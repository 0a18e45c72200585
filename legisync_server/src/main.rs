use anyhow::Context;
use clap::Parser;
use legisync_core::config::SyncConfig;
use legisync_core::registry::{EnvCredentialResolver, PluginRegistry, RegistryConfig};
use legisync_core::store::SyncStateStore;
use legisync_core::sync::{SyncOrchestrator, TaskStatus};
use legisync_integrations::{builtin_catalog, default_registry_config};
use legisync_server::cli::{build_request, Cli, Commands};
use legisync_server::dev_backends::{build_dev_stores, DevSyncStateStore};
use std::sync::Arc;
use tokio::sync::watch;

#[tokio::main]
#[tracing::instrument(level = "info")]
async fn main() -> anyhow::Result<()> {
    legisync_core::o11y::init_global_from_env()?;
    let cli = Cli::parse();

    match cli.command.unwrap_or_default() {
        Commands::Sync {
            jurisdictions,
            entity_types,
            full,
            registry,
            data_dir,
        } => {
            let config = SyncConfig::from_env()?;
            let registry_cfg = match registry {
                Some(path) => RegistryConfig::load(&path)
                    .await
                    .with_context(|| format!("loading registry {}", path.display()))?,
                None => default_registry_config(),
            };
            let registry = PluginRegistry::from_config(
                &registry_cfg,
                &builtin_catalog(),
                Arc::new(EnvCredentialResolver),
                config,
            )?;
            let (store, state) = build_dev_stores(&data_dir).await?;
            let orchestrator = SyncOrchestrator::new(registry, store, state);

            let request = build_request(&jurisdictions, &entity_types, full)?;

            let (shutdown_tx, shutdown_rx) = watch::channel(false);
            tokio::spawn(async move {
                if tokio::signal::ctrl_c().await.is_ok() {
                    tracing::info!("ctrl-c received; stopping sync");
                    let _ = shutdown_tx.send(true);
                }
            });

            let report = orchestrator.synchronize_until(request, shutdown_rx).await?;
            println!("{}", serde_json::to_string_pretty(&report)?);
            let failed_tasks = report
                .tasks
                .iter()
                .filter(|t| t.status == TaskStatus::Failed)
                .count();
            if failed_tasks > 0 || !report.config_errors.is_empty() {
                anyhow::bail!(
                    "sync finished with {failed_tasks} failed tasks and {} config errors",
                    report.config_errors.len()
                );
            }
            if report.has_failures() {
                tracing::warn!(failed = report.total_failed(), "some records will be retried next run");
            }
        }
        Commands::Watermarks { data_dir } => {
            let state = DevSyncStateStore::open(data_dir.join("sync_state.json")).await?;
            let watermarks = state.list_watermarks().await?;
            println!("{}", serde_json::to_string_pretty(&watermarks)?);
        }
        Commands::Plugins => {
            for name in builtin_catalog().names() {
                println!("{name}");
            }
        }
        Commands::Config => {
            let config = SyncConfig::from_env()?;
            config.validate()?;
            println!("{}", serde_json::to_string_pretty(&config)?);
        }
    }

    Ok(())
}
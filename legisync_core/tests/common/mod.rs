#![allow(dead_code)]

use async_trait::async_trait;
use chrono::{DateTime, TimeZone, Utc};
use futures_util::stream;
use legisync_core::api::transport::{HttpTransport, TransportResponse};
use legisync_core::config::SyncConfig;
use legisync_core::models::{
    Bill, CanonicalEntity, Chamber, EntityKey, EntityType, JurisdictionId, Legislator, Office,
    SourceRecord, SponsorRef, SponsorRole,
};
use legisync_core::plugin::{Capabilities, InitCell, JurisdictionPlugin, PluginConfig, RecordStream};
use legisync_core::registry::{PluginEntry, PluginRegistry, StaticCredentialResolver};
use legisync_core::store::memory::MemoryCanonicalStore;
use legisync_core::store::{CanonicalStore, UpsertOutcome};
use legisync_core::tracker::models::{DigestUpdate, UpdateFeed};
use legisync_core::{Error, Result};
use serde_json::{json, Value};
use std::collections::{HashMap, HashSet};
use std::sync::{Arc, Mutex};

pub fn at(day: u32, hour: u32) -> DateTime<Utc> {
    Utc.with_ymd_and_hms(2025, 3, day, hour, 0, 0).unwrap()
}

pub fn jid(s: &str) -> JurisdictionId {
    JurisdictionId::new(s).unwrap()
}

pub fn member(id: &str, when: DateTime<Utc>) -> SourceRecord {
    SourceRecord::new(
        EntityType::Legislator,
        id,
        Some(when),
        json!({"memberId": id, "fullName": format!("Member {id}")}),
    )
    .unwrap()
}

pub fn bill(print_no: &str, sponsors: &[&str], when: DateTime<Utc>) -> SourceRecord {
    SourceRecord::new(
        EntityType::Bill,
        print_no,
        Some(when),
        json!({"printNo": print_no, "title": format!("Bill {print_no}"), "sponsors": sponsors}),
    )
    .unwrap()
}

/// What the fake upstream currently holds. Tests mutate it between runs.
#[derive(Default)]
pub struct FakeUpstream {
    pub members: Vec<SourceRecord>,
    pub bills: Vec<SourceRecord>,
    /// Update feed per entity type. Types without an entry have no feed.
    pub feeds: HashMap<EntityType, Vec<DigestUpdate>>,
    /// Feed entries the plugin cannot tie to a record, returned with every feed.
    pub unreadable: Vec<String>,
    pub fail_members: bool,
    /// Bills stream never finishes.
    pub hang_bills: bool,
    pub calls: Vec<(EntityType, Option<DateTime<Utc>>)>,
}

/// Minimal plugin over an in-memory upstream. Bills map to `{printNo}-2025`.
pub struct FakePlugin {
    jurisdiction: JurisdictionId,
    init: InitCell<PluginConfig>,
    pub upstream: Arc<Mutex<FakeUpstream>>,
}

impl FakePlugin {
    pub fn new(jurisdiction: &str, upstream: Arc<Mutex<FakeUpstream>>) -> Self {
        Self {
            jurisdiction: jid(jurisdiction),
            init: InitCell::new("fake"),
            upstream,
        }
    }

    fn since_filtered(records: &[SourceRecord], since: Option<DateTime<Utc>>) -> Vec<Result<SourceRecord>> {
        records
            .iter()
            .filter(|r| match (since, r.source_date_time) {
                (Some(s), Some(t)) => t > s,
                _ => true,
            })
            .cloned()
            .map(Ok)
            .collect()
    }
}

#[async_trait]
impl JurisdictionPlugin for FakePlugin {
    fn jurisdiction(&self) -> JurisdictionId {
        self.jurisdiction.clone()
    }

    fn capabilities(&self) -> Capabilities {
        let up = self.upstream.lock().unwrap();
        Capabilities {
            entity_types: vec![EntityType::Legislator, EntityType::Bill],
            update_feeds: up.feeds.keys().copied().collect(),
        }
    }

    fn initialize(&self, config: PluginConfig) -> Result<()> {
        self.init.set(config)
    }

    fn fetch_bills(&self, since: Option<DateTime<Utc>>) -> Result<RecordStream> {
        self.init.get()?;
        let mut up = self.upstream.lock().unwrap();
        up.calls.push((EntityType::Bill, since));
        if up.hang_bills {
            return Ok(Box::pin(stream::pending()));
        }
        Ok(Box::pin(stream::iter(Self::since_filtered(&up.bills, since))))
    }

    fn fetch_members(&self, since: Option<DateTime<Utc>>) -> Result<RecordStream> {
        self.init.get()?;
        let mut up = self.upstream.lock().unwrap();
        up.calls.push((EntityType::Legislator, since));
        let mut items = Self::since_filtered(&up.members, since);
        if up.fail_members {
            items.push(Err(Error::transport("members", "connection reset")));
        }
        Ok(Box::pin(stream::iter(items)))
    }

    async fn fetch_updates(
        &self,
        entity_type: EntityType,
        since: DateTime<Utc>,
    ) -> Result<Option<UpdateFeed>> {
        self.init.get()?;
        let up = self.upstream.lock().unwrap();
        Ok(up.feeds.get(&entity_type).map(|feed| UpdateFeed {
            digests: feed
                .iter()
                .filter(|d| d.token.source_date_time > since)
                .cloned()
                .collect(),
            unreadable: up.unreadable.clone(),
        }))
    }

    async fn fetch_record(&self, entity_type: EntityType, id: &str) -> Result<Option<SourceRecord>> {
        self.init.get()?;
        let up = self.upstream.lock().unwrap();
        let pool = match entity_type {
            EntityType::Bill => &up.bills,
            EntityType::Legislator => &up.members,
            _ => return Ok(None),
        };
        Ok(pool
            .iter()
            .find(|r| canonical_id(r).as_deref() == Some(id))
            .cloned())
    }

    fn normalize(&self, record: &SourceRecord) -> Result<CanonicalEntity> {
        let p = &record.payload;
        let str_field = |name: &str| {
            p.get(name)
                .and_then(Value::as_str)
                .map(str::to_string)
                .ok_or_else(|| Error::malformed(record.entity_type, &record.key, format!("missing {name}")))
        };
        match record.entity_type {
            EntityType::Legislator => Ok(CanonicalEntity::Legislator(Legislator {
                id: str_field("memberId")?,
                full_name: str_field("fullName")?,
                short_name: String::new(),
                chamber: Chamber::Upper,
                district: None,
                session_year: 2025,
                incumbent: true,
                email: None,
                offices: p
                    .get("offices")
                    .and_then(Value::as_array)
                    .map(|offices| {
                        offices
                            .iter()
                            .filter_map(|o| {
                                Some(Office {
                                    label: o.get("label")?.as_str()?.to_string(),
                                    address: o.get("address")?.as_str()?.to_string(),
                                    location: None,
                                })
                            })
                            .collect()
                    })
                    .unwrap_or_default(),
            })),
            EntityType::Bill => {
                let print_no = str_field("printNo")?;
                let sponsors = p
                    .get("sponsors")
                    .and_then(Value::as_array)
                    .map(|ids| {
                        ids.iter()
                            .filter_map(Value::as_str)
                            .map(|id| SponsorRef {
                                legislator_id: id.to_string(),
                                role: SponsorRole::Primary,
                            })
                            .collect()
                    })
                    .unwrap_or_default();
                Ok(CanonicalEntity::Bill(Bill {
                    id: format!("{print_no}-2025"),
                    session_year: 2025,
                    print_no,
                    title: str_field("title")?,
                    summary: p.get("summary").and_then(Value::as_str).map(str::to_string),
                    status: p.get("status").and_then(Value::as_str).map(str::to_string),
                    active_version: String::new(),
                    published_at: None,
                    sponsors,
                }))
            }
            other => Err(Error::malformed(other, &record.key, "unsupported")),
        }
    }
}

fn canonical_id(r: &SourceRecord) -> Option<String> {
    match r.entity_type {
        EntityType::Bill => r
            .payload
            .get("printNo")
            .and_then(Value::as_str)
            .map(|p| format!("{p}-2025")),
        _ => r.payload.get("memberId").and_then(Value::as_str).map(str::to_string),
    }
}

/// Canonical store whose writes for some ids always fail, and whose sponsorship
/// writes can be made to never return.
pub struct FlakyStore {
    pub inner: MemoryCanonicalStore,
    pub failing: Mutex<HashSet<String>>,
    pub attempts: Mutex<HashMap<String, u32>>,
    pub hang_links: Mutex<bool>,
}

impl FlakyStore {
    pub fn new(failing: &[&str]) -> Self {
        Self {
            inner: MemoryCanonicalStore::new(),
            failing: Mutex::new(failing.iter().map(|s| s.to_string()).collect()),
            attempts: Mutex::new(HashMap::new()),
            hang_links: Mutex::new(false),
        }
    }

    pub fn fail(&self, id: &str) {
        self.failing.lock().unwrap().insert(id.to_string());
    }

    pub fn heal(&self) {
        self.failing.lock().unwrap().clear();
        *self.hang_links.lock().unwrap() = false;
    }
}

#[async_trait]
impl CanonicalStore for FlakyStore {
    async fn upsert(&self, jurisdiction: &JurisdictionId, entity: &CanonicalEntity) -> Result<UpsertOutcome> {
        *self
            .attempts
            .lock()
            .unwrap()
            .entry(entity.id().to_string())
            .or_default() += 1;
        if self.failing.lock().unwrap().contains(entity.id()) {
            return Err(Error::BackendMessage("disk full".to_string()));
        }
        let hang = *self.hang_links.lock().unwrap();
        if hang && entity.entity_type() == EntityType::Sponsorship {
            std::future::pending::<()>().await;
        }
        self.inner.upsert(jurisdiction, entity).await
    }

    async fn get(&self, key: &EntityKey) -> Result<Option<CanonicalEntity>> {
        self.inner.get(key).await
    }

    async fn retire(&self, key: &EntityKey) -> Result<bool> {
        self.inner.retire(key).await
    }
}

/// Registry whose factories build a fresh `FakePlugin` per run over a shared upstream.
pub fn registry_with(
    jurisdictions: Vec<(&'static str, Arc<Mutex<FakeUpstream>>)>,
    config: SyncConfig,
) -> PluginRegistry {
    let resolver = StaticCredentialResolver::new().with("FAKE_KEY", "k");
    let mut registry = PluginRegistry::new(Arc::new(resolver), config);
    for (name, upstream) in jurisdictions {
        registry
            .register(PluginEntry {
                name: name.to_string(),
                factory: Arc::new(move |_cfg: &SyncConfig| {
                    Ok(Arc::new(FakePlugin::new(name, upstream.clone())) as Arc<dyn JurisdictionPlugin>)
                }),
                credential_ref: Some("env:FAKE_KEY".to_string()),
                base_url: "https://fake.test/api".to_string(),
            })
            .unwrap();
    }
    registry
}

/// One scripted HTTP exchange log entry.
#[derive(Debug, Clone)]
pub struct Request {
    pub url: String,
    pub query: Vec<(String, String)>,
}

impl Request {
    pub fn param(&self, name: &str) -> Option<&str> {
        self.query
            .iter()
            .find(|(k, _)| k == name)
            .map(|(_, v)| v.as_str())
    }
}

type Responder = Box<dyn Fn(&Request) -> Result<TransportResponse> + Send + Sync>;

/// Transport that answers from a closure and records every request.
pub struct ScriptedTransport {
    responder: Responder,
    pub requests: Mutex<Vec<Request>>,
}

impl ScriptedTransport {
    pub fn new(responder: impl Fn(&Request) -> Result<TransportResponse> + Send + Sync + 'static) -> Self {
        Self {
            responder: Box::new(responder),
            requests: Mutex::new(Vec::new()),
        }
    }

    pub fn requests(&self) -> Vec<Request> {
        self.requests.lock().unwrap().clone()
    }
}

#[async_trait]
impl HttpTransport for ScriptedTransport {
    async fn get(&self, url: &str, query: &[(String, String)]) -> Result<TransportResponse> {
        let req = Request {
            url: url.to_string(),
            query: query.to_vec(),
        };
        self.requests.lock().unwrap().push(req.clone());
        (self.responder)(&req)
    }
}

pub fn ok(body: Value) -> Result<TransportResponse> {
    Ok(TransportResponse {
        status: 200,
        retry_after: None,
        body: Some(body),
    })
}
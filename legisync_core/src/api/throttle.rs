use std::collections::HashMap;
use std::sync::{Arc, Mutex};
use std::time::Duration;
use tokio::time::Instant;

type Slot = Arc<tokio::sync::Mutex<Option<Instant>>>;

/// Per-endpoint request spacing.
///
/// Callers for the same endpoint queue on that endpoint's slot (FIFO, since the tokio
/// mutex is fair) and are released at least `min_interval` apart. Distinct endpoints
/// never wait on each other.
#[derive(Debug)]
pub struct Throttle {
    min_interval: Duration,
    slots: Mutex<HashMap<String, Slot>>,
}

impl Throttle {
    pub fn new(min_interval: Duration) -> Self {
        Self {
            min_interval,
            slots: Mutex::new(HashMap::new()),
        }
    }

    fn slot(&self, endpoint: &str) -> Slot {
        let mut slots = self.slots.lock().unwrap_or_else(|p| p.into_inner());
        slots
            .entry(endpoint.to_string())
            .or_insert_with(|| Arc::new(tokio::sync::Mutex::new(None)))
            .clone()
    }

    /// Wait for this endpoint's next free slot and claim it.
    pub async fn acquire(&self, endpoint: &str) {
        let slot = self.slot(endpoint);
        let mut next = slot.lock().await;
        if let Some(at) = *next {
            tokio::time::sleep_until(at).await;
        }
        *next = Some(Instant::now() + self.min_interval);
    }

    /// Push the endpoint's next slot out, e.g. after an upstream `Retry-After`.
    pub async fn defer(&self, endpoint: &str, delay: Duration) {
        let slot = self.slot(endpoint);
        let mut next = slot.lock().await;
        let at = Instant::now() + delay;
        if next.map(|n| n < at).unwrap_or(true) {
            *next = Some(at);
        }
    }
}

/// Throttle key of a route: its first path segment (`bills/2025/S1` -> `bills`).
pub fn endpoint_key(path: &str) -> &str {
    path.trim_start_matches('/')
        .split(|c| c == '/' || c == '?')
        .next()
        .unwrap_or("")
}
//! Paginated API client for envelope-wrapped upstream APIs.

pub mod client;
pub mod envelope;
pub mod throttle;
pub mod transport;

use futures_util::Stream;
use std::pin::Pin;

/// Lazy sequence of decoded items (or the error that ended it).
pub type ItemStream<T> = Pin<Box<dyn Stream<Item = crate::Result<T>> + Send + 'static>>;

/// Query parameters, in order.
pub type Params = Vec<(String, String)>;

/// Build owned query parameters from string pairs.
pub fn params(pairs: &[(&str, &str)]) -> Params {
    pairs
        .iter()
        .map(|(k, v)| (k.to_string(), v.to_string()))
        .collect()
}
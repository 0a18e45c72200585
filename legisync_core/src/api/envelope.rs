//! Uniform success/error wrapper used by upstream legislative APIs.
//!
//! ```json
//! {"success": true, "message": "", "responseType": "bill-info list",
//!  "result": {"items": [...], "size": 10}, "offsetStart": 1, "offsetEnd": 10, "total": 25}
//! ```
//!
//! Pagination fields are accepted either inside `result` or at the top level.

use serde::{Deserialize, Serialize};
use serde_json::Value;
use std::fmt;

use crate::{Error, Result};

/// Failure carried by a `success: false` envelope.
#[derive(Debug, Clone, PartialEq, Serialize, Deserialize)]
pub struct ApiError {
    pub code: i64,
    pub message: String,
    pub data: Option<Value>,
}

impl fmt::Display for ApiError {
    fn fmt(&self, f: &mut fmt::Formatter<'_>) -> fmt::Result {
        write!(f, "[{}] {}", self.code, self.message)
    }
}

/// One page of an offset/limit collection.
#[derive(Debug, Clone, PartialEq)]
pub struct ItemsPage<T> {
    pub items: Vec<T>,
    pub size: usize,
    pub offset_start: Option<u64>,
    pub offset_end: Option<u64>,
    pub total: Option<u64>,
}

#[derive(Debug, Clone, PartialEq)]
pub enum EnvelopeBody {
    Single(Value),
    Items(ItemsPage<Value>),
}

#[derive(Debug, Clone, PartialEq)]
pub enum Envelope {
    Success {
        message: Option<String>,
        response_type: Option<String>,
        body: EnvelopeBody,
    },
    Error(ApiError),
}

#[derive(Debug, Default, Deserialize)]
#[serde(rename_all = "camelCase")]
struct PageFields {
    #[serde(default)]
    size: Option<usize>,
    #[serde(default)]
    offset_start: Option<u64>,
    #[serde(default)]
    offset_end: Option<u64>,
    #[serde(default)]
    total: Option<u64>,
}

#[derive(Debug, Deserialize)]
#[serde(rename_all = "camelCase")]
struct RawEnvelope {
    success: bool,
    #[serde(default)]
    message: Option<String>,
    #[serde(default)]
    response_type: Option<String>,
    #[serde(default)]
    result: Option<Value>,
    #[serde(default)]
    error_code: Option<i64>,
    #[serde(default)]
    error_data: Option<Value>,
    #[serde(flatten)]
    page: PageFields,
}

impl Envelope {
    pub fn parse(value: Value) -> Result<Self> {
        let raw: RawEnvelope =
            serde_json::from_value(value).map_err(|e| Error::backend("decode api envelope", e))?;

        if !raw.success {
            return Ok(Envelope::Error(ApiError {
                code: raw.error_code.unwrap_or(-1),
                message: raw
                    .message
                    .filter(|m| !m.trim().is_empty())
                    .unwrap_or_else(|| "upstream reported failure".to_string()),
                data: raw.error_data,
            }));
        }

        let result = raw.result.unwrap_or(Value::Null);
        let body = match result {
            Value::Object(mut obj) if obj.get("items").map(Value::is_array).unwrap_or(false) => {
                let items = match obj.remove("items") {
                    Some(Value::Array(items)) => items,
                    _ => Vec::new(),
                };
                let inner: PageFields =
                    serde_json::from_value(Value::Object(obj)).unwrap_or_default();
                EnvelopeBody::Items(ItemsPage {
                    size: inner.size.or(raw.page.size).unwrap_or(items.len()),
                    offset_start: inner.offset_start.or(raw.page.offset_start),
                    offset_end: inner.offset_end.or(raw.page.offset_end),
                    total: inner.total.or(raw.page.total),
                    items,
                })
            }
            other => EnvelopeBody::Single(other),
        };

        Ok(Envelope::Success {
            message: raw.message,
            response_type: raw.response_type,
            body,
        })
    }

    /// Unwrap a paginated body. A single-result body is treated as a one-item page.
    pub fn into_page(self) -> Result<ItemsPage<Value>> {
        match self {
            Envelope::Error(e) => Err(Error::Upstream(e)),
            Envelope::Success {
                body: EnvelopeBody::Items(page),
                ..
            } => Ok(page),
            Envelope::Success {
                body: EnvelopeBody::Single(Value::Null),
                ..
            } => Ok(ItemsPage {
                items: Vec::new(),
                size: 0,
                offset_start: None,
                offset_end: None,
                total: Some(0),
            }),
            Envelope::Success {
                body: EnvelopeBody::Single(v),
                ..
            } => Ok(ItemsPage {
                items: vec![v],
                size: 1,
                offset_start: None,
                offset_end: None,
                total: Some(1),
            }),
        }
    }

    pub fn into_single(self) -> Result<Value> {
        match self {
            Envelope::Error(e) => Err(Error::Upstream(e)),
            Envelope::Success {
                body: EnvelopeBody::Single(v),
                ..
            } => Ok(v),
            Envelope::Success {
                body: EnvelopeBody::Items(_),
                ..
            } => Err(Error::InvalidInput(
                "expected a single result but the upstream returned a page".to_string(),
            )),
        }
    }
}

#[cfg(test)]
mod tests {
    use super::*;
    use serde_json::json;

    #[test]
    fn parses_page_with_top_level_offsets() {
        let env = Envelope::parse(json!({
            "success": true,
            "message": "",
            "responseType": "member list",
            "total": 25,
            "offsetStart": 11,
            "offsetEnd": 20,
            "limit": 10,
            "result": {"items": [{"memberId": 1}, {"memberId": 2}], "size": 2}
        }))
        .unwrap();
        let page = env.into_page().unwrap();
        assert_eq!(page.items.len(), 2);
        assert_eq!(page.total, Some(25));
        assert_eq!(page.offset_start, Some(11));
        assert_eq!(page.offset_end, Some(20));
    }

    #[test]
    fn parses_page_with_nested_offsets() {
        let env = Envelope::parse(json!({
            "success": true,
            "result": {"items": [], "size": 0, "offsetStart": 0, "offsetEnd": 0, "total": 0}
        }))
        .unwrap();
        let page = env.into_page().unwrap();
        assert!(page.items.is_empty());
        assert_eq!(page.total, Some(0));
    }

    #[test]
    fn failure_envelope_becomes_api_error() {
        let env = Envelope::parse(json!({
            "success": false,
            "message": "API key is invalid",
            "responseType": "error",
            "errorCode": 11,
            "errorData": {"key": "redacted"}
        }))
        .unwrap();
        match env.into_page() {
            Err(Error::Upstream(e)) => {
                assert_eq!(e.code, 11);
                assert_eq!(e.message, "API key is invalid");
                assert!(e.data.is_some());
            }
            other => panic!("expected upstream error, got {other:?}"),
        }
    }

    #[test]
    fn single_result_is_not_a_page() {
        let env = Envelope::parse(json!({
            "success": true,
            "responseType": "law",
            "result": {"info": {"lawId": "ABC"}}
        }))
        .unwrap();
        let v = env.into_single().unwrap();
        assert_eq!(v["info"]["lawId"], "ABC");
    }
}
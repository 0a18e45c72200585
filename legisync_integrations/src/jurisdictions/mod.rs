//! Optional jurisdictions implementing the core `JurisdictionPlugin` trait.

#[cfg(feature = "ny_senate")]
pub mod ny_senate;
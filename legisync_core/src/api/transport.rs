use async_trait::async_trait;
use chrono::{DateTime, Utc};
use reqwest::header::{HeaderValue, ACCEPT, RETRY_AFTER, USER_AGENT};
use reqwest::Client;
use std::time::Duration;

use crate::{Error, Result};

/// What the client needs from one HTTP exchange.
#[derive(Debug, Clone, PartialEq)]
pub struct TransportResponse {
    pub status: u16,
    pub retry_after: Option<Duration>,
    /// Parsed JSON body, or `None` when the body was empty or not JSON.
    pub body: Option<serde_json::Value>,
}

/// Minimal HTTP seam so the paginated client can be driven by scripted responses in tests.
#[async_trait]
pub trait HttpTransport: Send + Sync {
    async fn get(&self, url: &str, query: &[(String, String)]) -> Result<TransportResponse>;
}

#[derive(Clone)]
pub struct ReqwestTransport {
    client: Client,
}

impl ReqwestTransport {
    pub fn new(timeout: Duration) -> Result<Self> {
        let client = Client::builder()
            .timeout(timeout)
            .build()
            .map_err(|e| Error::backend("build reqwest client", e))?;
        Ok(Self { client })
    }
}

#[async_trait]
impl HttpTransport for ReqwestTransport {
    #[tracing::instrument(level = "debug", skip(self, query))]
    async fn get(&self, url: &str, query: &[(String, String)]) -> Result<TransportResponse> {
        let resp = self
            .client
            .get(url)
            .header(USER_AGENT, HeaderValue::from_static("legisync"))
            .header(ACCEPT, HeaderValue::from_static("application/json"))
            .query(query)
            .send()
            .await
            .map_err(|e| Error::transport(url, e.to_string()))?;

        let status = resp.status().as_u16();
        let retry_after = resp
            .headers()
            .get(RETRY_AFTER)
            .and_then(|v| v.to_str().ok())
            .and_then(|s| parse_retry_after(s, Utc::now()));

        let bytes = resp
            .bytes()
            .await
            .map_err(|e| Error::transport(url, e.to_string()))?;
        let body = if bytes.is_empty() {
            None
        } else {
            serde_json::from_slice(&bytes).ok()
        };

        Ok(TransportResponse {
            status,
            retry_after,
            body,
        })
    }
}

/// `Retry-After` as delta-seconds or as an HTTP-date. A date already past means "now".
pub fn parse_retry_after(raw: &str, now: DateTime<Utc>) -> Option<Duration> {
    let raw = raw.trim();
    if let Ok(secs) = raw.parse::<u64>() {
        return Some(Duration::from_secs(secs));
    }
    let at = DateTime::parse_from_rfc2822(raw).ok()?.with_timezone(&Utc);
    Some((at - now).to_std().unwrap_or(Duration::ZERO))
}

▶ [WHAT YOU NEED TO DO]: Check each line of the preceding material for the word "attempts", then state how many lines contain it, with no other text.

▶ [ANSWER SECTION]: 3